**** THE DATA

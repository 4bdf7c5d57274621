use serde::{Deserialize, Serialize};
use utoipa::ToSchema;
use validator::{Validate, ValidationError};

/// 프로필 생성 요청 (Clerk 가입 직후 한 번)
#[derive(Debug, Clone, Serialize, Deserialize, Validate, ToSchema)]
pub struct CreateProfileRequest {
    #[validate(length(
        min = 3,
        max = 30,
        message = "사용자명은 3-30자 사이여야 합니다"
    ))]
    #[validate(custom(function = "validate_username"))]
    pub username: String,

    #[validate(length(
        min = 1,
        max = 50,
        message = "표시 이름은 1-50자 사이여야 합니다"
    ))]
    pub display_name: String,

    /// 생략하면 세션 토큰의 이메일을 사용합니다.
    #[validate(email(message = "유효한 이메일 주소를 입력해주세요"))]
    pub email: Option<String>,

    #[validate(length(max = 500, message = "자기소개는 500자 이하여야 합니다"))]
    pub bio: Option<String>,

    #[validate(url(message = "유효한 이미지 URL이 아닙니다"))]
    pub avatar_url: Option<String>,
}

/// 프로필 부분 수정 요청
#[derive(Debug, Clone, Default, Serialize, Deserialize, Validate, ToSchema)]
pub struct UpdateProfileRequest {
    #[validate(length(
        min = 3,
        max = 30,
        message = "사용자명은 3-30자 사이여야 합니다"
    ))]
    #[validate(custom(function = "validate_username"))]
    pub username: Option<String>,

    #[validate(length(
        min = 1,
        max = 50,
        message = "표시 이름은 1-50자 사이여야 합니다"
    ))]
    pub display_name: Option<String>,

    #[validate(length(max = 500, message = "자기소개는 500자 이하여야 합니다"))]
    pub bio: Option<String>,

    #[validate(url(message = "유효한 이미지 URL이 아닙니다"))]
    pub avatar_url: Option<String>,
}

fn validate_username(username: &str) -> Result<(), ValidationError> {
    if !username.chars().all(|c| c.is_ascii_alphanumeric() || c == '_') {
        return Err(ValidationError::new("invalid_username")
            .with_message("사용자명은 알파벳, 숫자, 언더스코어만 사용 가능합니다".into()));
    }
    Ok(())
}

#[cfg(test)]
mod tests {
    use super::*;

    fn request(username: &str) -> CreateProfileRequest {
        CreateProfileRequest {
            username: username.to_string(),
            display_name: "Alice".to_string(),
            email: None,
            bio: None,
            avatar_url: None,
        }
    }

    #[test]
    fn test_valid_profile() {
        assert!(request("alice_01").validate().is_ok());
    }

    #[test]
    fn test_username_rules() {
        assert!(request("al").validate().is_err());
        assert!(request("alice-01").validate().is_err());
        assert!(request("앨리스123").validate().is_err());
        assert!(request(&"a".repeat(31)).validate().is_err());
    }

    #[test]
    fn test_update_is_partial() {
        assert!(UpdateProfileRequest::default().validate().is_ok());

        let invalid = UpdateProfileRequest {
            avatar_url: Some("not a url".to_string()),
            ..Default::default()
        };
        assert!(invalid.validate().is_err());
    }
}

********

A complete, exact transcription of the data above is the required answer.

repository 4bdf7c5d57274621
use serde::{Deserialize, Serialize};
use utoipa::ToSchema;
use validator::{Validate, ValidationError};

/// 프로필 생성 요청 (Clerk 가입 직후 한 번)
#[derive(Debug, Clone, Serialize, Deserialize, Validate, ToSchema)]
pub struct CreateProfileRequest {
    #[validate(length(
        min = 3,
        max = 30,
        message = "사용자명은 3-30자 사이여야 합니다"
    ))]
    #[validate(custom(function = "validate_username"))]
    pub username: String,

    #[validate(length(
        min = 1,
        max = 50,
        message = "표시 이름은 1-50자 사이여야 합니다"
    ))]
    pub display_name: String,

    /// 생략하면 세션 토큰의 이메일을 사용합니다.
    #[validate(email(message = "유효한 이메일 주소를 입력해주세요"))]
    pub email: Option<String>,

    #[validate(length(max = 500, message = "자기소개는 500자 이하여야 합니다"))]
    pub bio: Option<String>,

    #[validate(url(message = "유효한 이미지 URL이 아닙니다"))]
    pub avatar_url: Option<String>,
}

/// 프로필 부분 수정 요청
#[derive(Debug, Clone, Default, Serialize, Deserialize, Validate, ToSchema)]
pub struct UpdateProfileRequest {
    #[validate(length(
        min = 3,
        max = 30,
        message = "사용자명은 3-30자 사이여야 합니다"
    ))]
    #[validate(custom(function = "validate_username"))]
    pub username: Option<String>,

    #[validate(length(
        min = 1,
        max = 50,
        message = "표시 이름은 1-50자 사이여야 합니다"
    ))]
    pub display_name: Option<String>,

    #[validate(length(max = 500, message = "자기소개는 500자 이하여야 합니다"))]
    pub bio: Option<String>,

    #[validate(url(message = "유효한 이미지 URL이 아닙니다"))]
    pub avatar_url: Option<String>,
}

fn validate_username(username: &str) -> Result<(), ValidationError> {
    if !username.chars().all(|c| c.is_ascii_alphanumeric() || c == '_') {
        return Err(ValidationError::new("invalid_username")
            .with_message("사용자명은 알파벳, 숫자, 언더스코어만 사용 가능합니다".into()));
    }
    Ok(())
}

#[cfg(test)]
mod tests {
    use super::*;

    fn request(username: &str) -> CreateProfileRequest {
        CreateProfileRequest {
            username: username.to_string(),
            display_name: "Alice".to_string(),
            email: None,
            bio: None,
            avatar_url: None,
        }
    }

    #[test]
    fn test_valid_profile() {
        assert!(request("alice_01").validate().is_ok());
    }

    #[test]
    fn test_username_rules() {
        assert!(request("al").validate().is_err());
        assert!(request("alice-01").validate().is_err());
        assert!(request("앨리스123").validate().is_err());
        assert!(request(&"a".repeat(31)).validate().is_err());
    }

    #[test]
    fn test_update_is_partial() {
        assert!(UpdateProfileRequest::default().validate().is_ok());

        let invalid = UpdateProfileRequest {
            avatar_url: Some("not a url".to_string()),
            ..Default::default()
        };
        assert!(invalid.validate().is_err());
    }
}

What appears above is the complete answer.